═══ Material for this exercise
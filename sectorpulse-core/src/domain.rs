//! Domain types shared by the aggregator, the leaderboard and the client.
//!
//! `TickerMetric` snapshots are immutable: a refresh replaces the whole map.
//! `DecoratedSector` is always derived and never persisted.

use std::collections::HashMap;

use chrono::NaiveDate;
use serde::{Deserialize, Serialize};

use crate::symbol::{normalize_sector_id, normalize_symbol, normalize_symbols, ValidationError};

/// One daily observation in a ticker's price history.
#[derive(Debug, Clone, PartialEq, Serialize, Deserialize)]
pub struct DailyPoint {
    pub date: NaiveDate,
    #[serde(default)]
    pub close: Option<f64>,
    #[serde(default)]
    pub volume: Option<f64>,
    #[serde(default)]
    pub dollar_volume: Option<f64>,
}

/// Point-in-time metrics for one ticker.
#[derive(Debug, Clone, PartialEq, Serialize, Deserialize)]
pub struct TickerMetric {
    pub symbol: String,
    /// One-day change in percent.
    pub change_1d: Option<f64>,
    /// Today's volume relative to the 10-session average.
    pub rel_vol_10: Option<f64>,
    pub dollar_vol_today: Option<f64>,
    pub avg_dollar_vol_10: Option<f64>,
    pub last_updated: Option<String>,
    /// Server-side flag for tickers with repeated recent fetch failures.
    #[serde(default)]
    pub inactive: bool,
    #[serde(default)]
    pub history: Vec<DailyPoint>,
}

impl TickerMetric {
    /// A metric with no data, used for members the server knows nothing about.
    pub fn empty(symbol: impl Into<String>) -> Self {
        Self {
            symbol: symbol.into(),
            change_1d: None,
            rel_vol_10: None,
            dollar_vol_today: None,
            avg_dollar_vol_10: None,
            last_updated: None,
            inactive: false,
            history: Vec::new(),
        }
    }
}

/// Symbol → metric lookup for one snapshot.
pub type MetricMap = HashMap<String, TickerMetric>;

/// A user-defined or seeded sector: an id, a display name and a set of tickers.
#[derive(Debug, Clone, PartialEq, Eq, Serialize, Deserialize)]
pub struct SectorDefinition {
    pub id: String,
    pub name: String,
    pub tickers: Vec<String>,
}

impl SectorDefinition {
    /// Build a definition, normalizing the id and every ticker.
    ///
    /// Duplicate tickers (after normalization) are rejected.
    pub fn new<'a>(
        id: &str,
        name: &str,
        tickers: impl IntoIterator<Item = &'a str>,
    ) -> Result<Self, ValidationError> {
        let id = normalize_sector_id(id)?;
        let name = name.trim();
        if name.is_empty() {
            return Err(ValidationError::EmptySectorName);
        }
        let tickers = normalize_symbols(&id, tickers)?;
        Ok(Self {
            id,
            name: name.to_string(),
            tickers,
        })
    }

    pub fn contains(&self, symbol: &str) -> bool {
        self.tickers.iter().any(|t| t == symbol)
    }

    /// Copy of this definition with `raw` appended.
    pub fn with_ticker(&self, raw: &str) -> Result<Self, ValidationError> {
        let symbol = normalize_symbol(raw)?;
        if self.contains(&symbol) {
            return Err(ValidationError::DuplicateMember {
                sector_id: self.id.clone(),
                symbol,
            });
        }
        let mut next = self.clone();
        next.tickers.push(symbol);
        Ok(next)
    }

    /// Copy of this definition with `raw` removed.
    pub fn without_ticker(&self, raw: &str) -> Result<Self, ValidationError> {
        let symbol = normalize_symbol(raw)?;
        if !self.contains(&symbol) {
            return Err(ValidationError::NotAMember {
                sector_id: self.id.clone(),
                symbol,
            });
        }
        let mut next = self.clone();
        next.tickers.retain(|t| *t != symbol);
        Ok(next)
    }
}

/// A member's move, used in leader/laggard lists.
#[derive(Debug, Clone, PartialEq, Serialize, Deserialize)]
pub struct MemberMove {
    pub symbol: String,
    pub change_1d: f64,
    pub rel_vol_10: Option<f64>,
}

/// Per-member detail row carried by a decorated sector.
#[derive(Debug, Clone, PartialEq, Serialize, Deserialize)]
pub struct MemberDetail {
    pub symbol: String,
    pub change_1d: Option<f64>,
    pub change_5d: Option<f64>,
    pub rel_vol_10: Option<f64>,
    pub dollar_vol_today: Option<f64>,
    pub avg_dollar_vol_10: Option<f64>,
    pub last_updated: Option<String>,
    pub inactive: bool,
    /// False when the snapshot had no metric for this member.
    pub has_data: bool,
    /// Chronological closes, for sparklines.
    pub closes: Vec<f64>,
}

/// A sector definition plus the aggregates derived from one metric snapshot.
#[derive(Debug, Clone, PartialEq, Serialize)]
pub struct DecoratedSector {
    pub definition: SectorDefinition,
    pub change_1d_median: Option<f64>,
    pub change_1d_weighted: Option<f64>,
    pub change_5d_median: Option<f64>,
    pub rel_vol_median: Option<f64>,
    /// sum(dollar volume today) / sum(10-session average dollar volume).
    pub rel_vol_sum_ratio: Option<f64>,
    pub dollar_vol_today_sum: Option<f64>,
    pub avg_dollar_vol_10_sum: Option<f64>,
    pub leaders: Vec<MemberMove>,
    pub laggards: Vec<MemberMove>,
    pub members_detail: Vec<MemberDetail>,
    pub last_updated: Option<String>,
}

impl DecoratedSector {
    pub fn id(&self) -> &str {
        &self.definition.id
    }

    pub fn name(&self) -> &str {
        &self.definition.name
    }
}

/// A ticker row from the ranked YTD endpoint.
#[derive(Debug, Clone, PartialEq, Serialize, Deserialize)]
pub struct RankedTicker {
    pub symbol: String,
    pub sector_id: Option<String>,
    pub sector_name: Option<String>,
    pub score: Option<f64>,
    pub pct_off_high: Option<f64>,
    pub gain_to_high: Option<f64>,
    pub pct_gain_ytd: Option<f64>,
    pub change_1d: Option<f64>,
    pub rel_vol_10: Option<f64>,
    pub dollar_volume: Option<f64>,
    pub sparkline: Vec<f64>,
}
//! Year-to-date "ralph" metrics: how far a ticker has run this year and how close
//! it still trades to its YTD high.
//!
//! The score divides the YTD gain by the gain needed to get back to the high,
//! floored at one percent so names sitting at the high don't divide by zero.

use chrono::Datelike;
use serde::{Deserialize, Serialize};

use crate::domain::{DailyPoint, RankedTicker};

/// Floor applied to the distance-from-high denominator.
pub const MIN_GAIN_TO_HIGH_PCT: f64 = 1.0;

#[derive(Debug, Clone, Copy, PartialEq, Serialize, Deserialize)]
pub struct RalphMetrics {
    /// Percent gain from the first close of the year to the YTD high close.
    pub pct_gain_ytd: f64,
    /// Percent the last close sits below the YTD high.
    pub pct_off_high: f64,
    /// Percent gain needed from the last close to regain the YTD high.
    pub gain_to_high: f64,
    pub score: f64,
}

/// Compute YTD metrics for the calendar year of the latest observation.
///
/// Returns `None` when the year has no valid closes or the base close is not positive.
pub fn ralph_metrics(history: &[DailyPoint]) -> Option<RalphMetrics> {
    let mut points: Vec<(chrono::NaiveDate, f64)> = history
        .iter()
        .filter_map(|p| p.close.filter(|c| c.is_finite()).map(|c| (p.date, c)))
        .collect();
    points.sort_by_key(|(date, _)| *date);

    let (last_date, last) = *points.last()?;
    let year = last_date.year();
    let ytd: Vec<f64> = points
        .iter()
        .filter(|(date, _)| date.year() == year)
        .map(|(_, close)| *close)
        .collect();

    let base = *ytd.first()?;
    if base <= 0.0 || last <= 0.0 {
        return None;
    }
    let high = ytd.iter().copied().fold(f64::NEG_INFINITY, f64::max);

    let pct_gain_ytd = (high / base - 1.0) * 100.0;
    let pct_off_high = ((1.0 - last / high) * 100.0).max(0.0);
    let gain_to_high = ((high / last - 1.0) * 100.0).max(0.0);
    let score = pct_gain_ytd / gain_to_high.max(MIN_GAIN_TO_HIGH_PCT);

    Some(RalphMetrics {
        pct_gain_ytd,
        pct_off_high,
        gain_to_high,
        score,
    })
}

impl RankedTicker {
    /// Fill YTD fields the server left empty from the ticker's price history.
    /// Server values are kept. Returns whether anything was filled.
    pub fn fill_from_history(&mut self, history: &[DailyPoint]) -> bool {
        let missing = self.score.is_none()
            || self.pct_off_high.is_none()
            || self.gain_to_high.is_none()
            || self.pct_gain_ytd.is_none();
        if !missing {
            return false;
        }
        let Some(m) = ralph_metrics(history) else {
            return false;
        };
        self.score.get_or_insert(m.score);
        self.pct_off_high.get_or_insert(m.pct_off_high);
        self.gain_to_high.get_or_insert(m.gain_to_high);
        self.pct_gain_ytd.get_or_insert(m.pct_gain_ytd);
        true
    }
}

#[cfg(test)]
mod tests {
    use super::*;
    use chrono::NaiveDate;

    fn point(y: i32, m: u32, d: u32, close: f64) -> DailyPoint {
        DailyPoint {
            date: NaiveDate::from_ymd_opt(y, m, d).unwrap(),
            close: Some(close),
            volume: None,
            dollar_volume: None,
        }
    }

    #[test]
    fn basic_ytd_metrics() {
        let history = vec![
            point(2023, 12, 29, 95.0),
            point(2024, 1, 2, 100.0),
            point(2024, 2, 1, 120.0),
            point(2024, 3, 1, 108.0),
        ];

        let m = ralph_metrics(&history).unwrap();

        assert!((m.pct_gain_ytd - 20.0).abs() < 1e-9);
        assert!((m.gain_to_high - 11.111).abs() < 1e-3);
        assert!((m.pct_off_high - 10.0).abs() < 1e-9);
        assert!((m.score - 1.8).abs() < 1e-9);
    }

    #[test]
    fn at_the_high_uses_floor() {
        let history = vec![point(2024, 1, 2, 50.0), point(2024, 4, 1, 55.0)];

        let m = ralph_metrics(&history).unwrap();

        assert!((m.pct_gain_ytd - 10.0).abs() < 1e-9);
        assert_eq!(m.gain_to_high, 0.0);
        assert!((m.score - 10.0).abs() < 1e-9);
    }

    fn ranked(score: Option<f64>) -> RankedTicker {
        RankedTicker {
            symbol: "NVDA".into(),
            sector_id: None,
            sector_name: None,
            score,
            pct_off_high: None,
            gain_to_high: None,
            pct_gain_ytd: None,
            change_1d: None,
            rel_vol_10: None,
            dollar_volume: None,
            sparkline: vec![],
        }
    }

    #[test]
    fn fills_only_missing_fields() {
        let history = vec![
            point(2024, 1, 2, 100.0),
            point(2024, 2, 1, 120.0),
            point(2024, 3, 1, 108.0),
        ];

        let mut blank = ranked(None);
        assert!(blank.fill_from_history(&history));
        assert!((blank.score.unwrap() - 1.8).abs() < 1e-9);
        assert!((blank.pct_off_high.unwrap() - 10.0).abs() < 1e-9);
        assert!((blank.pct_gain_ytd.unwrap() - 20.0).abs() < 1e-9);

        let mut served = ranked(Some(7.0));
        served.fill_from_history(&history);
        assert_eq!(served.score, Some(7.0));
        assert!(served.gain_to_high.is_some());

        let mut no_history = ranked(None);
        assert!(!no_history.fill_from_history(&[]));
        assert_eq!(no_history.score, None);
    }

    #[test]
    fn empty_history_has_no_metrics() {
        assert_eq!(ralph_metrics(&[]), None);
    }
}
══════
═══ Material for this exercise
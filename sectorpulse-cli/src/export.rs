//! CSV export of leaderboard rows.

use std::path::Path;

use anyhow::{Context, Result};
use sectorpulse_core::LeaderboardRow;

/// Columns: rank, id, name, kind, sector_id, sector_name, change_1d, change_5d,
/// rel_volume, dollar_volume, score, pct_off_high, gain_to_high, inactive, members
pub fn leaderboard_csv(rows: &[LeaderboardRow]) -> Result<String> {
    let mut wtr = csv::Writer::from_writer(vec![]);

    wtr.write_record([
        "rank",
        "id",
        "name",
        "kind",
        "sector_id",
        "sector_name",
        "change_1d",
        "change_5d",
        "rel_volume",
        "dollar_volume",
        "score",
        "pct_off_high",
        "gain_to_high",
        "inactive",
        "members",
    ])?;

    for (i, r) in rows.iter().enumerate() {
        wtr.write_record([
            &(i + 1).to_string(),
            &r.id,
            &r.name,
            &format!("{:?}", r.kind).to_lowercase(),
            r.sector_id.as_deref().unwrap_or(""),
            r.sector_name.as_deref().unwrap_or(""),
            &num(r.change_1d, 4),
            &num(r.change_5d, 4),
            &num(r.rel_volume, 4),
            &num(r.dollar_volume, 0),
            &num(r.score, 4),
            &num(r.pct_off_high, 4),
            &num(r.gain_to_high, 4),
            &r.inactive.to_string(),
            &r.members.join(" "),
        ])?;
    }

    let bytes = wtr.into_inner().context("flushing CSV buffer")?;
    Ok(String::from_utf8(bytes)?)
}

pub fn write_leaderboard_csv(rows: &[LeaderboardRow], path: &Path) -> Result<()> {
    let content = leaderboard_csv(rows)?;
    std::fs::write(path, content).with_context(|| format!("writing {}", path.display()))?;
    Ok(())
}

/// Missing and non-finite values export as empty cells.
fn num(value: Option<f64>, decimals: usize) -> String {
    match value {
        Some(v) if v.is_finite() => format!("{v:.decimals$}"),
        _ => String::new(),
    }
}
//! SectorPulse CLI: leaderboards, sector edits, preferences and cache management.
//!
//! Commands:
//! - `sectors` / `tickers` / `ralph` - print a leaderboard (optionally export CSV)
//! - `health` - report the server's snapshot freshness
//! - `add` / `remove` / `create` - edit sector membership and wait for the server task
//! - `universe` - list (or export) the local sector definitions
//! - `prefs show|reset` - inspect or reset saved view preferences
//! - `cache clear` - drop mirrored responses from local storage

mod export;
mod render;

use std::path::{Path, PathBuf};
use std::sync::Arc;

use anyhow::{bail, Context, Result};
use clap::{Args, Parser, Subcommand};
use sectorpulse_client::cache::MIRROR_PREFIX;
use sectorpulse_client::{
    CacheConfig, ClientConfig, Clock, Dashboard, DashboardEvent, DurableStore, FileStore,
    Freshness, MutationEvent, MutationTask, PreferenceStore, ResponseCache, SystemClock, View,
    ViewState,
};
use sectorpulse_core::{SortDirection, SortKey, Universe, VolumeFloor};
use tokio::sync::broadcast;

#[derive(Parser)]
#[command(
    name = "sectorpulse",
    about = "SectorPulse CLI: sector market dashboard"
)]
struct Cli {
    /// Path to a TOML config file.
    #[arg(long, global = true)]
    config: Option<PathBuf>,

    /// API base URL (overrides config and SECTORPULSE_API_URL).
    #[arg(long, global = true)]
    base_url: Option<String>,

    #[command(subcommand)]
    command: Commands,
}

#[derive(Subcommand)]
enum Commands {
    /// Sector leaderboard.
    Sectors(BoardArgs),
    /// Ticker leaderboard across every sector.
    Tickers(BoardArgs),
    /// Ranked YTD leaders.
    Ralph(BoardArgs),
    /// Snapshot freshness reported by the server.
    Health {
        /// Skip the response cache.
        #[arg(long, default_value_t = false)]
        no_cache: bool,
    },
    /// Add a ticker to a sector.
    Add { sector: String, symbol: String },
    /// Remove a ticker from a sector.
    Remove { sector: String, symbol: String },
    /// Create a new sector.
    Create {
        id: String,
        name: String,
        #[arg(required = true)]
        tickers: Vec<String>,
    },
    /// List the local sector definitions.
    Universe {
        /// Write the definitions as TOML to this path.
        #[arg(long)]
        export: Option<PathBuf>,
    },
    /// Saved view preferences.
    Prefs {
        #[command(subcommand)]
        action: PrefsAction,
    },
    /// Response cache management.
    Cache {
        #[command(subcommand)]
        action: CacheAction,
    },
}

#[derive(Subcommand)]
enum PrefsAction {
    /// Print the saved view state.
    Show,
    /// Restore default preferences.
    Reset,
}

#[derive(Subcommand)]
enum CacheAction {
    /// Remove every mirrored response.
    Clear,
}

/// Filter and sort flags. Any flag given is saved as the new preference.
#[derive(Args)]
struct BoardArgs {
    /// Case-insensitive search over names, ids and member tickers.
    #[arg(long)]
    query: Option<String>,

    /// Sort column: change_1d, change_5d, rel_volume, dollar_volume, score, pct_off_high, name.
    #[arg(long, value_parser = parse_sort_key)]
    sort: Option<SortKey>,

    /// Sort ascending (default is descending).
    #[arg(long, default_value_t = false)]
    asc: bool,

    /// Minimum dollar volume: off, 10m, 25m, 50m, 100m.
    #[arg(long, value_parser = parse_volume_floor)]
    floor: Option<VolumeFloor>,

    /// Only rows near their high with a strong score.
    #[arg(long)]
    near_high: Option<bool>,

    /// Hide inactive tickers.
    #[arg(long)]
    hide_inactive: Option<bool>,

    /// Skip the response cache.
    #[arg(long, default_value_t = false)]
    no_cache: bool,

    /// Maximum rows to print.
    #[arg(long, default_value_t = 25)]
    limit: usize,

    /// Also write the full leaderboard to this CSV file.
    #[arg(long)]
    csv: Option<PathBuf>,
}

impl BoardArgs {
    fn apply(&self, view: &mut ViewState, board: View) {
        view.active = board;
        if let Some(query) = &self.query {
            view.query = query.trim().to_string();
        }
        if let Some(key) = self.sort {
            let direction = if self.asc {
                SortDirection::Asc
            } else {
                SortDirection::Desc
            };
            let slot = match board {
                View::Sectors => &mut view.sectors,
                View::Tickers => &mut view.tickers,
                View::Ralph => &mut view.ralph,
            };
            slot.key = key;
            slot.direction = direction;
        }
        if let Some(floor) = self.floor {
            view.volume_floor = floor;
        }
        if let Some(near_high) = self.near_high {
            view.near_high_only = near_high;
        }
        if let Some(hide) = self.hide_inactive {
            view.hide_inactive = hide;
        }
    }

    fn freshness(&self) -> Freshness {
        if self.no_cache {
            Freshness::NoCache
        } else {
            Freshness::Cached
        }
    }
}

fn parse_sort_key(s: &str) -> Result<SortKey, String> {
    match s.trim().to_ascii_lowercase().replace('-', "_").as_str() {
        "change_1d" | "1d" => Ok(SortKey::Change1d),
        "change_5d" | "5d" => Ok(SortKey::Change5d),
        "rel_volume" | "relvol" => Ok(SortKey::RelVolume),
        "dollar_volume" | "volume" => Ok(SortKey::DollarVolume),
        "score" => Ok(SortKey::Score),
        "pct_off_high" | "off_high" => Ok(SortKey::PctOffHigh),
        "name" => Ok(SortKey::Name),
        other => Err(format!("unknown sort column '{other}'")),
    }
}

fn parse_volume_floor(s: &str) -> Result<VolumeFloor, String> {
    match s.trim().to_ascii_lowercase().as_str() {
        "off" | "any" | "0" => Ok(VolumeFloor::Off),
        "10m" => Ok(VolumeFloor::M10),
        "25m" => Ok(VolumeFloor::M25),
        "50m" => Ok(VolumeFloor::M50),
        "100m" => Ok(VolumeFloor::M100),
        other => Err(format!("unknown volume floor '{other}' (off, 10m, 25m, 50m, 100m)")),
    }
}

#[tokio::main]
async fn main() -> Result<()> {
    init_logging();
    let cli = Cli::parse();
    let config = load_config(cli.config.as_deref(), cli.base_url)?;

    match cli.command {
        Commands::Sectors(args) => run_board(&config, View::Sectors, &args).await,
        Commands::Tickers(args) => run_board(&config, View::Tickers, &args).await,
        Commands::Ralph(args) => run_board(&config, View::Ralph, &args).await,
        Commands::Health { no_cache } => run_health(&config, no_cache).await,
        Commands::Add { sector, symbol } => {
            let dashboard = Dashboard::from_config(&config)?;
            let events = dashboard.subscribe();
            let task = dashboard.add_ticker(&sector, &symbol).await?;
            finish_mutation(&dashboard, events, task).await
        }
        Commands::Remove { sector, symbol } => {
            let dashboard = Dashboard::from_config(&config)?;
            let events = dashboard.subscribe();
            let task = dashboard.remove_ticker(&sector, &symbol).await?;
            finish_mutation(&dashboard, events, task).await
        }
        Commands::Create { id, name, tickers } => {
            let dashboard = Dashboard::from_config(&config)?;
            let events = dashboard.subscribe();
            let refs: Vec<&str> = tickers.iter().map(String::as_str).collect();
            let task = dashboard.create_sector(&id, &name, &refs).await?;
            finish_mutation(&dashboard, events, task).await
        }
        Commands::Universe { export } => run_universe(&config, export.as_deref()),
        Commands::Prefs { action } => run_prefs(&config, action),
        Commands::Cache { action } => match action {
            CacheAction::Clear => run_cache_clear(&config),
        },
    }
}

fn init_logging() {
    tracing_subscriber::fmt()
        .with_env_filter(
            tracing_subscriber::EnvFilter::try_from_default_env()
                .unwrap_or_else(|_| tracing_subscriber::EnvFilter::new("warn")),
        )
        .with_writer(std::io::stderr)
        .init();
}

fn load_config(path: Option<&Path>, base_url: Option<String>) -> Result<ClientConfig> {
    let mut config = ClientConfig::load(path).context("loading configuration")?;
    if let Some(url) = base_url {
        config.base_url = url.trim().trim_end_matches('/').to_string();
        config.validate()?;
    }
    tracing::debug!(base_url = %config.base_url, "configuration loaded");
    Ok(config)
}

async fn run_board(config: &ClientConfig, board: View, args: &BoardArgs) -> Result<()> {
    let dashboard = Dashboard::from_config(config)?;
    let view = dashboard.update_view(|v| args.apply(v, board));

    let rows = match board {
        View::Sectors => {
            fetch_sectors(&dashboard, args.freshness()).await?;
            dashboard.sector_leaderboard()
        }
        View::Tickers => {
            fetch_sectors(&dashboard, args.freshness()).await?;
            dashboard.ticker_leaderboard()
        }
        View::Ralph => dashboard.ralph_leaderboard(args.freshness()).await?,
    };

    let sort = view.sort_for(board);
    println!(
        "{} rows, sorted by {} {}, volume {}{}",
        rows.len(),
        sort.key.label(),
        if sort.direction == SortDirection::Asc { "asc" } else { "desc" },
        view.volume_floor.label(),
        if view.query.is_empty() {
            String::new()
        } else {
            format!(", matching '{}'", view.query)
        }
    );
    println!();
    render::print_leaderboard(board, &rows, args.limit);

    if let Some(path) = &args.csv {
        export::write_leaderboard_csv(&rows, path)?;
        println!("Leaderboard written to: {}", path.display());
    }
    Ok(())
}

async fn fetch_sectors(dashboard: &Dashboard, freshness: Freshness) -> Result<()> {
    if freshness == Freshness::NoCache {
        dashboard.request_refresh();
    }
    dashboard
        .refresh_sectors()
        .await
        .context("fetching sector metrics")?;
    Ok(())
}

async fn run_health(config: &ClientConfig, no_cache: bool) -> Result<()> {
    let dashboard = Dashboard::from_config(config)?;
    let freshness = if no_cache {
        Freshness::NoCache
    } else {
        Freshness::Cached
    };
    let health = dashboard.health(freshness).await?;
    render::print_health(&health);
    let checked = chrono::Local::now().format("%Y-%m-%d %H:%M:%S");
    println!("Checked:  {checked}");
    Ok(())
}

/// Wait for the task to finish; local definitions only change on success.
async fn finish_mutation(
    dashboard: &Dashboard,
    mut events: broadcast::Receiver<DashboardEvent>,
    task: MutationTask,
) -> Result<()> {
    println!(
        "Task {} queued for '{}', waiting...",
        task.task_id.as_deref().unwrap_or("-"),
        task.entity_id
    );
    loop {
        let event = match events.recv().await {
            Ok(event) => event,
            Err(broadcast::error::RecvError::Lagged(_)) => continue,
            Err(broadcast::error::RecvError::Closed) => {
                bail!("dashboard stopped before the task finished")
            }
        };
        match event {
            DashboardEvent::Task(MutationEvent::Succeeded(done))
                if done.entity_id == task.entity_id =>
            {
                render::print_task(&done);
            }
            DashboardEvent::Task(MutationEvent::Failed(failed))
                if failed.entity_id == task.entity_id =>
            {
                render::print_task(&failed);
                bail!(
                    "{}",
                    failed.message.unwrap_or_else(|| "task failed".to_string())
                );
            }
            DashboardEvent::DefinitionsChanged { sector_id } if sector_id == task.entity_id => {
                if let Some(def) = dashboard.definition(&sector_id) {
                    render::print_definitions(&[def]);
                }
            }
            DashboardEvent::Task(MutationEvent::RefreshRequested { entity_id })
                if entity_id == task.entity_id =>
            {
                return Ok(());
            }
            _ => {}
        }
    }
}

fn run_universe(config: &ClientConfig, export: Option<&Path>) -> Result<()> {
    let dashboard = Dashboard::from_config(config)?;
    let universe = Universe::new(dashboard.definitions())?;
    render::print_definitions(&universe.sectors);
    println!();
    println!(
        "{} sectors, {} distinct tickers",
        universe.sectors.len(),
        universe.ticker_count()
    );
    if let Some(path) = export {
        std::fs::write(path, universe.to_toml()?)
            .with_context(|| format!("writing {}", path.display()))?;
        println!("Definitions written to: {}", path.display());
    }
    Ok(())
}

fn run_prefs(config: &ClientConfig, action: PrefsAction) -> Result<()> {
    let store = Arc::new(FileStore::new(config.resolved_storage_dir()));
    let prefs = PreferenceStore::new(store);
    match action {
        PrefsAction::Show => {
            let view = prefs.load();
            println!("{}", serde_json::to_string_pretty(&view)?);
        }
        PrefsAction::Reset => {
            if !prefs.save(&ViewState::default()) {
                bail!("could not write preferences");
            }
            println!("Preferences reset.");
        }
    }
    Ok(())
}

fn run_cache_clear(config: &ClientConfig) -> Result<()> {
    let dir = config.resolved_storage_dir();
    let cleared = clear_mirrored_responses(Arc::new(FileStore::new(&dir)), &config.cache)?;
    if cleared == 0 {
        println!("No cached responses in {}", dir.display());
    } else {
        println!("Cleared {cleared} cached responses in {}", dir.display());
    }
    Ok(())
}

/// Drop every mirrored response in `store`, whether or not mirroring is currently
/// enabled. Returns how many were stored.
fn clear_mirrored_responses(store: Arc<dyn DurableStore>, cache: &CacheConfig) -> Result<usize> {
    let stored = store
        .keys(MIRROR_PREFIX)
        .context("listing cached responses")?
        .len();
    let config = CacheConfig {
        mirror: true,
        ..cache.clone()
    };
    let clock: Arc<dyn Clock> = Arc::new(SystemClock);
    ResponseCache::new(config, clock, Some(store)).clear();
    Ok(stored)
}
══════
> _Try it_
Word for word, restate the lines above from the line containing "render::print_definitions(&universe.sectors);" through the line containing "if let Some(path) = export", with both included and nothing else.

> _Answer section_
    render::print_definitions(&universe.sectors);
    println!();
    println!(
        "{} sectors, {} distinct tickers",
        universe.sectors.len(),
        universe.ticker_count()
    );
    if let Some(path) = export {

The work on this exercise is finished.